Dandelion (also known as buttercups) grows in meadows and, with its sunny yellow flowers, it beautifies even otherwise desolate places. It can do much more than just please the eye: its strongly toothed, rosette-shaped leaves were extremely popular as a vegetable some 400 years ago. Since the middle of the 17th century, France in particular has preferred to prepare salads from it. The alleged weed is now cultivated on a large scale.
Dandelions that've been breeded stand out for their distinguished paleness: In order to reduce the content of natural bitter substances, it is protected from light. Although the yellow flowers are not important in breeding dandelions, those who pick them wild can eat them without any problems: the white latex contained in the hollow flower shaft is also harmless. Although it leaves stains on skin and clothing, it is not poisonous.
Dandelions from the field are available from March throughout the summer. In autumn and winter, the dandelions grown in a greenhouse are easy to recognise because it looks more yellowish than green.
Dandelions taste spicy-tart to slightly bitter.
How Healthy is Dandelion?
Dandelion has had a deservedly good reputation for centuries because its leaves are virtually bursting with healthy ingredients. The bitter substance taraxacin, which gives dandelions their taste and is good for health, is considered to be particularly effective. In addition, there are considerable amounts of essential oils and antibiotically acting substances.
The list of ailments dandelion relieve is long, for example, the salad vegetable helps with kidney, gallbladder, liver and stomach complaints, as well as gout and rheumatism.
That dandelion is also considered to be a remedy for an inactive bowel due to its high content of inulin. This soluble fiber feeds the intestinal flora and keeps it healthy.
The dandelion also has an impressive vitamin C content: dandelions contain about 68 milligrams in 100 grams, 2/3 of our daily requirement. Dandelions, on the other hand, are calorie and fat efficient, making them an ideal vegetable for the figure-conscious.
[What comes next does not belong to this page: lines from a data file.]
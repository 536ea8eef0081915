//! Local mirror of a remotely ordered collection.
//!
//! A [`LiveCollection`] consumes the add/modify/remove feed of a store
//! subscription and keeps both an id lookup and the display order declared by
//! the collection (username order for the directory, timestamp order for a
//! message log, recency for the inbox).

use std::{
    collections::{BTreeSet, HashMap},
    fmt::Debug,
    hash::Hash,
};

/// A document that can be mirrored by a [`LiveCollection`].
pub trait LiveDocument: Clone {
    type Key: Clone + Debug + Eq + Hash + Ord;
    type SortKey: Clone + Debug + Ord;

    fn key(&self) -> &Self::Key;

    /// Position key in the collection's declared order.
    fn sort_key(&self) -> Self::SortKey;
}

/// One entry of a live-change feed.
#[derive(Debug, Clone, PartialEq, Eq)]
pub enum Change<T: LiveDocument> {
    Added(T),
    Modified(T),
    Removed(T::Key),
}

impl<T: LiveDocument> Change<T> {
    pub fn kind_label(&self) -> &'static str {
        match self {
            Self::Added(_) => "added",
            Self::Modified(_) => "modified",
            Self::Removed(_) => "removed",
        }
    }
}

#[derive(Debug, Clone)]
pub struct LiveCollection<T: LiveDocument> {
    by_key: HashMap<T::Key, T>,
    order: BTreeSet<(T::SortKey, T::Key)>,
}

impl<T: LiveDocument> Default for LiveCollection<T> {
    fn default() -> Self {
        Self {
            by_key: HashMap::new(),
            order: BTreeSet::new(),
        }
    }
}

impl<T: LiveDocument> LiveCollection<T> {
    pub fn len(&self) -> usize {
        self.by_key.len()
    }

    pub fn is_empty(&self) -> bool {
        self.by_key.is_empty()
    }

    pub fn get(&self, key: &T::Key) -> Option<&T> {
        self.by_key.get(key)
    }

    /// Iterates documents in the collection's declared order.
    pub fn iter(&self) -> impl Iterator<Item = &T> + '_ {
        self.order
            .iter()
            .filter_map(|(_, key)| self.by_key.get(key))
    }

    pub fn to_vec(&self) -> Vec<T> {
        self.iter().cloned().collect()
    }

    pub fn clear(&mut self) {
        self.by_key.clear();
        self.order.clear();
    }

    /// Applies one change and reports whether local state moved.
    ///
    /// A repeated `Added` is handled as `Modified`, a `Modified` for an unknown
    /// key is handled as an insert, and removing an unknown key is a no-op.
    pub fn apply(&mut self, change: Change<T>) -> bool {
        match change {
            Change::Added(doc) | Change::Modified(doc) => self.upsert(doc),
            Change::Removed(key) => self.remove(&key),
        }
    }

    pub fn apply_all(&mut self, changes: impl IntoIterator<Item = Change<T>>) -> usize {
        changes
            .into_iter()
            .map(|change| self.apply(change))
            .filter(|changed| *changed)
            .count()
    }

    fn upsert(&mut self, doc: T) -> bool {
        let key = doc.key().clone();
        let sort_key = doc.sort_key();

        if let Some(previous) = self.by_key.get(&key) {
            let previous_sort_key = previous.sort_key();
            if previous_sort_key != sort_key {
                self.order.remove(&(previous_sort_key, key.clone()));
                self.order.insert((sort_key, key.clone()));
            }
        } else {
            self.order.insert((sort_key, key.clone()));
        }

        self.by_key.insert(key, doc);
        true
    }

    fn remove(&mut self, key: &T::Key) -> bool {
        let Some(previous) = self.by_key.remove(key) else {
            return false;
        };

        self.order.remove(&(previous.sort_key(), key.clone()));
        true
    }
}

#[cfg(test)]
mod tests {
    use super::*;

    #[derive(Debug, Clone, PartialEq, Eq)]
    struct Doc {
        id: &'static str,
        rank: u32,
        body: &'static str,
    }

    impl LiveDocument for Doc {
        type Key = &'static str;
        type SortKey = u32;

        fn key(&self) -> &Self::Key {
            &self.id
        }

        fn sort_key(&self) -> Self::SortKey {
            self.rank
        }
    }

    fn doc(id: &'static str, rank: u32, body: &'static str) -> Doc {
        Doc { id, rank, body }
    }

    fn ids(collection: &LiveCollection<Doc>) -> Vec<&'static str> {
        collection.iter().map(|doc| doc.id).collect()
    }

    #[test]
    fn inserts_by_sort_key_not_arrival_order() {
        let mut collection = LiveCollection::default();

        collection.apply(Change::Added(doc("late", 30, "")));
        collection.apply(Change::Added(doc("early", 10, "")));
        collection.apply(Change::Added(doc("middle", 20, "")));

        assert_eq!(ids(&collection), vec!["early", "middle", "late"]);
    }

    #[test]
    fn duplicate_add_is_treated_as_modify() {
        let mut collection = LiveCollection::default();

        collection.apply(Change::Added(doc("a", 1, "first")));
        collection.apply(Change::Added(doc("a", 1, "second")));

        assert_eq!(collection.len(), 1);
        assert_eq!(collection.get(&"a").map(|d| d.body), Some("second"));
    }

    #[test]
    fn modify_keeps_position_when_sort_key_is_unchanged() {
        let mut collection = LiveCollection::default();
        collection.apply_all([
            Change::Added(doc("a", 1, "")),
            Change::Added(doc("b", 2, "")),
            Change::Added(doc("c", 3, "")),
        ]);

        collection.apply(Change::Modified(doc("b", 2, "edited")));

        assert_eq!(ids(&collection), vec!["a", "b", "c"]);
        assert_eq!(collection.get(&"b").map(|d| d.body), Some("edited"));
    }

    #[test]
    fn modify_repositions_when_sort_key_changes() {
        let mut collection = LiveCollection::default();
        collection.apply_all([
            Change::Added(doc("a", 1, "")),
            Change::Added(doc("b", 2, "")),
            Change::Added(doc("c", 3, "")),
        ]);

        collection.apply(Change::Modified(doc("a", 4, "")));

        assert_eq!(ids(&collection), vec!["b", "c", "a"]);
        assert_eq!(collection.len(), 3);
    }

    #[test]
    fn removing_unknown_key_is_a_noop() {
        let mut collection = LiveCollection::default();
        collection.apply(Change::Added(doc("a", 1, "")));

        let changed = collection.apply(Change::Removed("missing"));

        assert!(!changed);
        assert_eq!(ids(&collection), vec!["a"]);
    }

    #[test]
    fn remove_drops_document_and_position() {
        let mut collection = LiveCollection::default();
        collection.apply_all([Change::Added(doc("a", 1, "")), Change::Added(doc("b", 1, ""))]);

        assert!(collection.apply(Change::Removed("a")));

        assert_eq!(ids(&collection), vec!["b"]);
        assert!(collection.get(&"a").is_none());
    }

    #[test]
    fn causally_consistent_orders_converge() {
        let add1 = Change::Added(doc("id1", 1, "original"));
        let add2 = Change::Added(doc("id2", 2, "other"));
        let mod1 = Change::Modified(doc("id1", 1, "updated"));

        let orders = [
            vec![add1.clone(), add2.clone(), mod1.clone()],
            vec![add1.clone(), mod1.clone(), add2.clone()],
            vec![add2.clone(), add1.clone(), mod1.clone()],
        ];

        for order in orders {
            let mut collection = LiveCollection::default();
            collection.apply_all(order);

            assert_eq!(
                collection.to_vec(),
                vec![doc("id1", 1, "updated"), doc("id2", 2, "other")]
            );
        }
    }

    #[test]
    fn equal_sort_keys_fall_back_to_key_order() {
        let mut collection = LiveCollection::default();

        collection.apply(Change::Added(doc("b", 5, "")));
        collection.apply(Change::Added(doc("a", 5, "")));

        assert_eq!(ids(&collection), vec!["a", "b"]);
    }
}
//! Plain-text rendering for the console.
//!
//! Message lists get a date separator whenever the day changes, and
//! consecutive messages from one sender show the sender only once.

use chrono::{DateTime, Local, NaiveDate, Utc};

use crate::domain::{
    chat_list_state::ChatSummary,
    ids::UserId,
    message::Message,
    user::User,
};

/// Represents a visual element in the messages list.
#[derive(Debug, Clone, PartialEq, Eq)]
pub enum MessageListElement {
    DateSeparator(String),
    Message {
        time: String,
        sender: Option<String>,
        content: String,
        read_marker: Option<&'static str>,
    },
}

/// Builds a list of visual elements from messages, seen by `me`.
/// `display_name` resolves sender ids.
pub fn build_message_list_elements<'a>(
    messages: impl IntoIterator<Item = &'a Message>,
    me: &UserId,
    display_name: impl Fn(&UserId) -> String,
) -> Vec<MessageListElement> {
    let mut elements = Vec::new();
    let mut prev_date: Option<NaiveDate> = None;
    let mut prev_sender: Option<&UserId> = None;

    for message in messages {
        let msg_date = local_date(message.timestamp);

        if prev_date != Some(msg_date) {
            elements.push(MessageListElement::DateSeparator(format_date(msg_date)));
            prev_sender = None;
        }

        let sender = (prev_sender != Some(&message.sender_id)).then(|| {
            if message.is_from(me) {
                "You".to_owned()
            } else {
                display_name(&message.sender_id)
            }
        });

        // Outgoing messages show whether the peer has read them.
        let read_marker = message
            .is_from(me)
            .then_some(if message.read { "read" } else { "sent" });

        elements.push(MessageListElement::Message {
            time: format_time(message.timestamp),
            sender,
            content: message.display_content(),
            read_marker,
        });

        prev_date = Some(msg_date);
        prev_sender = Some(&message.sender_id);
    }

    elements
}

pub fn element_lines(element: &MessageListElement) -> Vec<String> {
    match element {
        MessageListElement::DateSeparator(date) => vec![format!("--- {date} ---")],
        MessageListElement::Message {
            time,
            sender,
            content,
            read_marker,
        } => {
            let mut lines = Vec::new();
            if let Some(sender) = sender {
                lines.push(format!("{time:>5} {sender}:"));
            }
            let suffix = read_marker.map(|marker| format!("  ({marker})")).unwrap_or_default();
            let content = if content.is_empty() {
                "[Empty message]"
            } else {
                content.as_str()
            };
            let indent = if sender.is_some() {
                "      ".to_owned()
            } else {
                format!("{time:>5} ")
            };
            lines.push(format!("{indent}{content}{suffix}"));
            lines
        }
    }
}

pub fn user_line(user: &User, placeholder_image: &str) -> String {
    let presence = if user.is_online {
        "online".to_owned()
    } else {
        match user.last_seen {
            Some(seen) => format!("last seen {}", format_datetime(seen)),
            None => "offline".to_owned(),
        }
    };
    format!(
        "{:<16} {:<24} {} [{}]",
        user.username,
        presence,
        user.status_label(),
        user.profile_image_or(placeholder_image)
    )
}

pub fn inbox_line(summary: &ChatSummary, peer_name: &str) -> String {
    let unread = match summary.unread_count {
        0 => String::new(),
        count => format!(" ({count} unread)"),
    };
    let when = summary
        .last_message_time
        .map(|time| format!(" {}", format_datetime(time)))
        .unwrap_or_default();
    let preview = summary
        .last_message_preview
        .as_deref()
        .unwrap_or("No messages yet");

    format!("{peer_name}{unread}{when}: {preview}")
}

fn local_date(timestamp: DateTime<Utc>) -> NaiveDate {
    timestamp.with_timezone(&Local).date_naive()
}

fn format_date(date: NaiveDate) -> String {
    date.format("%-d %b %Y").to_string()
}

fn format_time(timestamp: DateTime<Utc>) -> String {
    timestamp.with_timezone(&Local).format("%H:%M").to_string()
}

fn format_datetime(timestamp: DateTime<Utc>) -> String {
    timestamp.with_timezone(&Local).format("%-d %b %H:%M").to_string()
}
use super::{
    ids::{ChatId, UserId},
    live_collection::{Change, LiveCollection},
    message::Message,
};

/// Lifecycle of the chat view owned by one session.
#[derive(Debug, Clone, PartialEq, Eq)]
pub enum ChatPhase {
    Closed,
    Opening { peer: UserId },
    Open { chat_id: ChatId, peer: UserId },
}

#[derive(Debug, Clone)]
pub struct OpenChatState {
    phase: ChatPhase,
    messages: LiveCollection<Message>,
}

impl Default for OpenChatState {
    fn default() -> Self {
        Self {
            phase: ChatPhase::Closed,
            messages: LiveCollection::default(),
        }
    }
}

impl OpenChatState {
    pub fn phase(&self) -> &ChatPhase {
        &self.phase
    }

    pub fn chat_id(&self) -> Option<&ChatId> {
        match &self.phase {
            ChatPhase::Open { chat_id, .. } => Some(chat_id),
            _ => None,
        }
    }

    pub fn peer(&self) -> Option<&UserId> {
        match &self.phase {
            ChatPhase::Opening { peer } | ChatPhase::Open { peer, .. } => Some(peer),
            ChatPhase::Closed => None,
        }
    }

    pub fn is_open(&self) -> bool {
        matches!(self.phase, ChatPhase::Open { .. })
    }

    pub fn messages(&self) -> impl Iterator<Item = &Message> + '_ {
        self.messages.iter()
    }

    pub fn message_count(&self) -> usize {
        self.messages.len()
    }

    /// Enters `Opening` and drops the previous chat's messages.
    pub fn set_opening(&mut self, peer: UserId) {
        self.phase = ChatPhase::Opening { peer };
        self.messages.clear();
    }

    pub fn set_open(&mut self, chat_id: ChatId) {
        let peer = match std::mem::replace(&mut self.phase, ChatPhase::Closed) {
            ChatPhase::Opening { peer } | ChatPhase::Open { peer, .. } => peer,
            ChatPhase::Closed => {
                tracing::warn!(chat_id = %chat_id, "set_open called without a pending open");
                return;
            }
        };
        self.phase = ChatPhase::Open { chat_id, peer };
    }

    pub fn close(&mut self) {
        self.phase = ChatPhase::Closed;
        self.messages.clear();
    }

    /// Applies live changes to the message log. Changes are dropped unless a
    /// chat is open.
    pub fn apply_changes(&mut self, changes: Vec<Change<Message>>) -> usize {
        if !self.is_open() {
            return 0;
        }
        self.messages.apply_all(changes)
    }

    /// Incoming messages addressed to `me` that are still unread.
    pub fn unread_incoming<'a>(&'a self, me: &'a UserId) -> impl Iterator<Item = &'a Message> + 'a {
        self.messages
            .iter()
            .filter(move |message| &message.receiver_id == me && !message.read)
    }
}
Both leaves and flowers are completely harmless to children, but depending on the variety and season, the bitter substance content, especially in the leaves, can be so high that dandelions simply do not appeal to children.
|Nutritional values of dandelion per 100 grams|
Shopping and Kitchen Tips
Whether you buy bright green or yellowish, bleached dandelions depends on your taste and the season.
Dandelions taste best freshly harvested. The leaves wilt quickly, so you should prepare it as soon as possible. If necessary, dandelions can be kept in a freezer bag or loosely in the vegetable compartment in the fridge covered with a damp cloth for about three days.
Since dandelions can be eaten with the stem, their preparation does not require much work: simply rinse, shake to dry and chop according to the recipe.
What to Make With Dandelion
The tender, young spring dandelion is perfect for a crisp salad, either on its own or together with other leafy vegetables. The leaves can also be cut into fine strips and mixed with herb curd cheese or herb butter, for example. Some people also like it on sandwiches or sprinkled over vegetable dishes.
Larger dandelion leaves can be prepared just like spinach or cooked in vegetable soups and stews. The yellow flowers of wild dandelions make a pretty and tasty decoration for spring and summer salads or other dishes.